# [Activity]
Give the data again in full. Keep every line the same.

(Saved data entries)
────
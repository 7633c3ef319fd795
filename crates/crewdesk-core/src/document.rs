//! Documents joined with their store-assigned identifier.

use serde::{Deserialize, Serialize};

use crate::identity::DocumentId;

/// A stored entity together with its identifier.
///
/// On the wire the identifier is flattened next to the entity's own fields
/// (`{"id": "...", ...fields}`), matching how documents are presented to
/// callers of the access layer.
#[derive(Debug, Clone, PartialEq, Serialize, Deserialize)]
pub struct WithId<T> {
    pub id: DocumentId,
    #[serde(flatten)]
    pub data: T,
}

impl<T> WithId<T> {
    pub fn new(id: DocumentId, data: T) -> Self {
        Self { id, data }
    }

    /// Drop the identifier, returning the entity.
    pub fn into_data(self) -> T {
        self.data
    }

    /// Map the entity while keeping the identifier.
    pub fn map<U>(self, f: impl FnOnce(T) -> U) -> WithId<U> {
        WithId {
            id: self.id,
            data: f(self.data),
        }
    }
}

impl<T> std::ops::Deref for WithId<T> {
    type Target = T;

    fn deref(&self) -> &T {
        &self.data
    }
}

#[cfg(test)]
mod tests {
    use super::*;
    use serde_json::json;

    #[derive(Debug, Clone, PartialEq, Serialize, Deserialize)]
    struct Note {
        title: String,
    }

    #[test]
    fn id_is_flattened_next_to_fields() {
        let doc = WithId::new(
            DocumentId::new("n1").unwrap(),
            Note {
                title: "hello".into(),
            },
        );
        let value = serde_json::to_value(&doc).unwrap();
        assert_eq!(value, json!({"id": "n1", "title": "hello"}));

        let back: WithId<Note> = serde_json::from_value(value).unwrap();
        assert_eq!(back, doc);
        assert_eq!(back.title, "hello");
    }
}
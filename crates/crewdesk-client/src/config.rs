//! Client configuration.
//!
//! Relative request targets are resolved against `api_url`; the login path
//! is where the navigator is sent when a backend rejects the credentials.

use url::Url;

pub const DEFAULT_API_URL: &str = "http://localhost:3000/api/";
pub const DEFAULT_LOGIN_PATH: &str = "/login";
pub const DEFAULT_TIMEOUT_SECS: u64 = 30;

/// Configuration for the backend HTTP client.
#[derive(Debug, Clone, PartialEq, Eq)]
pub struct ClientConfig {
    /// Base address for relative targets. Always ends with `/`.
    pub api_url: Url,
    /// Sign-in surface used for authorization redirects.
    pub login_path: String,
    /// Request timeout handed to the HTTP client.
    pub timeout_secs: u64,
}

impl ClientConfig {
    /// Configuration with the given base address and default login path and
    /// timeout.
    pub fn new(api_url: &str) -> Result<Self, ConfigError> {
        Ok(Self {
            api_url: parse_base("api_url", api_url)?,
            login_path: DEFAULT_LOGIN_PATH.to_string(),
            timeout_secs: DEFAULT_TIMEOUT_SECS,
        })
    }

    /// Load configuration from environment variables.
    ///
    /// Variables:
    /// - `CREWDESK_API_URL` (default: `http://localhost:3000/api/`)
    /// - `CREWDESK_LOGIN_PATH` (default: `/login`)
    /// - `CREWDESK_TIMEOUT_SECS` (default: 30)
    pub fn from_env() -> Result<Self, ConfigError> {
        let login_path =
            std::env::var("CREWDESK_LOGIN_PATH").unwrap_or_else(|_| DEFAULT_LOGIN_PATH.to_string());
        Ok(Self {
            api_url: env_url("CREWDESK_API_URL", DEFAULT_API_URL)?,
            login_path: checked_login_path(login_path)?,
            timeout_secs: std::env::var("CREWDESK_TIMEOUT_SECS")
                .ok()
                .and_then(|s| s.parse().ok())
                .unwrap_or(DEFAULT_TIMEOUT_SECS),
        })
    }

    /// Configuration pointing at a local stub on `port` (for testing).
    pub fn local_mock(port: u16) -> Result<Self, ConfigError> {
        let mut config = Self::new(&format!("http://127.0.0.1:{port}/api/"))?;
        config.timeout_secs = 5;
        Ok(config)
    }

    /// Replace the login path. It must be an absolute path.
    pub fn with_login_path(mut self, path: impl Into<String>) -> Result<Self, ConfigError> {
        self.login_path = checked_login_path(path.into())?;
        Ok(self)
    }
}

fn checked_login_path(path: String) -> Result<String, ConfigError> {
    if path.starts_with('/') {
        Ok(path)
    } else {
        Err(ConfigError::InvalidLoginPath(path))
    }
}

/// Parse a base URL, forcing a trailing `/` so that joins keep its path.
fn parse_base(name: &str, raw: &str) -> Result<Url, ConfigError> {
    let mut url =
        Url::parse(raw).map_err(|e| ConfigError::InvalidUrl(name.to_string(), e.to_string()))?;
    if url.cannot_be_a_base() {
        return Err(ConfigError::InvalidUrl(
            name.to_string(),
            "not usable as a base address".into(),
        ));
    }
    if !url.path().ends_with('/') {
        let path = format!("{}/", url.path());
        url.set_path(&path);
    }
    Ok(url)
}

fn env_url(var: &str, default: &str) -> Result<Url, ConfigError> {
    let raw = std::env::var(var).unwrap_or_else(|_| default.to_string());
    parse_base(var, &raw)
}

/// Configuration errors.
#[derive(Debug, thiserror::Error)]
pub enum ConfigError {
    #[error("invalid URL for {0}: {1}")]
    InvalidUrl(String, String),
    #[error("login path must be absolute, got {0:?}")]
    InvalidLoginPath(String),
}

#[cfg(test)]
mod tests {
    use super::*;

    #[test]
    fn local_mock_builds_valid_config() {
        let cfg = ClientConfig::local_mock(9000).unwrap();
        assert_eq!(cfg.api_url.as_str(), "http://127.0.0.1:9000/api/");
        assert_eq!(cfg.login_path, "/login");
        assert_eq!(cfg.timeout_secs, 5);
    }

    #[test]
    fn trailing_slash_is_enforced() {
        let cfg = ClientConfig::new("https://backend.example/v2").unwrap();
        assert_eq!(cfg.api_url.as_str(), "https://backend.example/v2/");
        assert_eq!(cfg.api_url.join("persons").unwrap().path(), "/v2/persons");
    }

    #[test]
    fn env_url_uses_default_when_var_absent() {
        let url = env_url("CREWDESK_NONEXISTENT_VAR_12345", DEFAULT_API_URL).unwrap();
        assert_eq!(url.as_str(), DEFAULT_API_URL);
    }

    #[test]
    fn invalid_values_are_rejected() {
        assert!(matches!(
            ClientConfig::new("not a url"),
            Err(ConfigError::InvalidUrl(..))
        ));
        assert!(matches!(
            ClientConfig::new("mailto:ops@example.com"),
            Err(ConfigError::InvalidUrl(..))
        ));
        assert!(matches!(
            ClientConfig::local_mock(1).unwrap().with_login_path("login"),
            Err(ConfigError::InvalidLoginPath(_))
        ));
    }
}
────
# [Result of this exercise]
repository 7633c3ef319fd795
filename crates/crewdesk-core/src/document.rs
//! Documents joined with their store-assigned identifier.

use serde::{Deserialize, Serialize};

use crate::identity::DocumentId;

/// A stored entity together with its identifier.
///
/// On the wire the identifier is flattened next to the entity's own fields
/// (`{"id": "...", ...fields}`), matching how documents are presented to
/// callers of the access layer.
#[derive(Debug, Clone, PartialEq, Serialize, Deserialize)]
pub struct WithId<T> {
    pub id: DocumentId,
    #[serde(flatten)]
    pub data: T,
}

impl<T> WithId<T> {
    pub fn new(id: DocumentId, data: T) -> Self {
        Self { id, data }
    }

    /// Drop the identifier, returning the entity.
    pub fn into_data(self) -> T {
        self.data
    }

    /// Map the entity while keeping the identifier.
    pub fn map<U>(self, f: impl FnOnce(T) -> U) -> WithId<U> {
        WithId {
            id: self.id,
            data: f(self.data),
        }
    }
}

impl<T> std::ops::Deref for WithId<T> {
    type Target = T;

    fn deref(&self) -> &T {
        &self.data
    }
}

#[cfg(test)]
mod tests {
    use super::*;
    use serde_json::json;

    #[derive(Debug, Clone, PartialEq, Serialize, Deserialize)]
    struct Note {
        title: String,
    }

    #[test]
    fn id_is_flattened_next_to_fields() {
        let doc = WithId::new(
            DocumentId::new("n1").unwrap(),
            Note {
                title: "hello".into(),
            },
        );
        let value = serde_json::to_value(&doc).unwrap();
        assert_eq!(value, json!({"id": "n1", "title": "hello"}));

        let back: WithId<Note> = serde_json::from_value(value).unwrap();
        assert_eq!(back, doc);
        assert_eq!(back.title, "hello");
    }
}
filename crates/crewdesk-client/src/config.rs
//! Client configuration.
//!
//! Relative request targets are resolved against `api_url`; the login path
//! is where the navigator is sent when a backend rejects the credentials.

use url::Url;

pub const DEFAULT_API_URL: &str = "http://localhost:3000/api/";
pub const DEFAULT_LOGIN_PATH: &str = "/login";
pub const DEFAULT_TIMEOUT_SECS: u64 = 30;

/// Configuration for the backend HTTP client.
#[derive(Debug, Clone, PartialEq, Eq)]
pub struct ClientConfig {
    /// Base address for relative targets. Always ends with `/`.
    pub api_url: Url,
    /// Sign-in surface used for authorization redirects.
    pub login_path: String,
    /// Request timeout handed to the HTTP client.
    pub timeout_secs: u64,
}

impl ClientConfig {
    /// Configuration with the given base address and default login path and
    /// timeout.
    pub fn new(api_url: &str) -> Result<Self, ConfigError> {
        Ok(Self {
            api_url: parse_base("api_url", api_url)?,
            login_path: DEFAULT_LOGIN_PATH.to_string(),
            timeout_secs: DEFAULT_TIMEOUT_SECS,
        })
    }

    /// Load configuration from environment variables.
    ///
    /// Variables:
    /// - `CREWDESK_API_URL` (default: `http://localhost:3000/api/`)
    /// - `CREWDESK_LOGIN_PATH` (default: `/login`)
    /// - `CREWDESK_TIMEOUT_SECS` (default: 30)
    pub fn from_env() -> Result<Self, ConfigError> {
        let login_path =
            std::env::var("CREWDESK_LOGIN_PATH").unwrap_or_else(|_| DEFAULT_LOGIN_PATH.to_string());
        Ok(Self {
            api_url: env_url("CREWDESK_API_URL", DEFAULT_API_URL)?,
            login_path: checked_login_path(login_path)?,
            timeout_secs: std::env::var("CREWDESK_TIMEOUT_SECS")
                .ok()
                .and_then(|s| s.parse().ok())
                .unwrap_or(DEFAULT_TIMEOUT_SECS),
        })
    }

    /// Configuration pointing at a local stub on `port` (for testing).
    pub fn local_mock(port: u16) -> Result<Self, ConfigError> {
        let mut config = Self::new(&format!("http://127.0.0.1:{port}/api/"))?;
        config.timeout_secs = 5;
        Ok(config)
    }

    /// Replace the login path. It must be an absolute path.
    pub fn with_login_path(mut self, path: impl Into<String>) -> Result<Self, ConfigError> {
        self.login_path = checked_login_path(path.into())?;
        Ok(self)
    }
}

fn checked_login_path(path: String) -> Result<String, ConfigError> {
    if path.starts_with('/') {
        Ok(path)
    } else {
        Err(ConfigError::InvalidLoginPath(path))
    }
}

/// Parse a base URL, forcing a trailing `/` so that joins keep its path.
fn parse_base(name: &str, raw: &str) -> Result<Url, ConfigError> {
    let mut url =
        Url::parse(raw).map_err(|e| ConfigError::InvalidUrl(name.to_string(), e.to_string()))?;
    if url.cannot_be_a_base() {
        return Err(ConfigError::InvalidUrl(
            name.to_string(),
            "not usable as a base address".into(),
        ));
    }
    if !url.path().ends_with('/') {
        let path = format!("{}/", url.path());
        url.set_path(&path);
    }
    Ok(url)
}

fn env_url(var: &str, default: &str) -> Result<Url, ConfigError> {
    let raw = std::env::var(var).unwrap_or_else(|_| default.to_string());
    parse_base(var, &raw)
}

/// Configuration errors.
#[derive(Debug, thiserror::Error)]
pub enum ConfigError {
    #[error("invalid URL for {0}: {1}")]
    InvalidUrl(String, String),
    #[error("login path must be absolute, got {0:?}")]
    InvalidLoginPath(String),
}

#[cfg(test)]
mod tests {
    use super::*;

    #[test]
    fn local_mock_builds_valid_config() {
        let cfg = ClientConfig::local_mock(9000).unwrap();
        assert_eq!(cfg.api_url.as_str(), "http://127.0.0.1:9000/api/");
        assert_eq!(cfg.login_path, "/login");
        assert_eq!(cfg.timeout_secs, 5);
    }

    #[test]
    fn trailing_slash_is_enforced() {
        let cfg = ClientConfig::new("https://backend.example/v2").unwrap();
        assert_eq!(cfg.api_url.as_str(), "https://backend.example/v2/");
        assert_eq!(cfg.api_url.join("persons").unwrap().path(), "/v2/persons");
    }

    #[test]
    fn env_url_uses_default_when_var_absent() {
        let url = env_url("CREWDESK_NONEXISTENT_VAR_12345", DEFAULT_API_URL).unwrap();
        assert_eq!(url.as_str(), DEFAULT_API_URL);
    }

    #[test]
    fn invalid_values_are_rejected() {
        assert!(matches!(
            ClientConfig::new("not a url"),
            Err(ConfigError::InvalidUrl(..))
        ));
        assert!(matches!(
            ClientConfig::new("mailto:ops@example.com"),
            Err(ConfigError::InvalidUrl(..))
        ));
        assert!(matches!(
            ClientConfig::local_mock(1).unwrap().with_login_path("login"),
            Err(ConfigError::InvalidLoginPath(_))
        ));
    }
}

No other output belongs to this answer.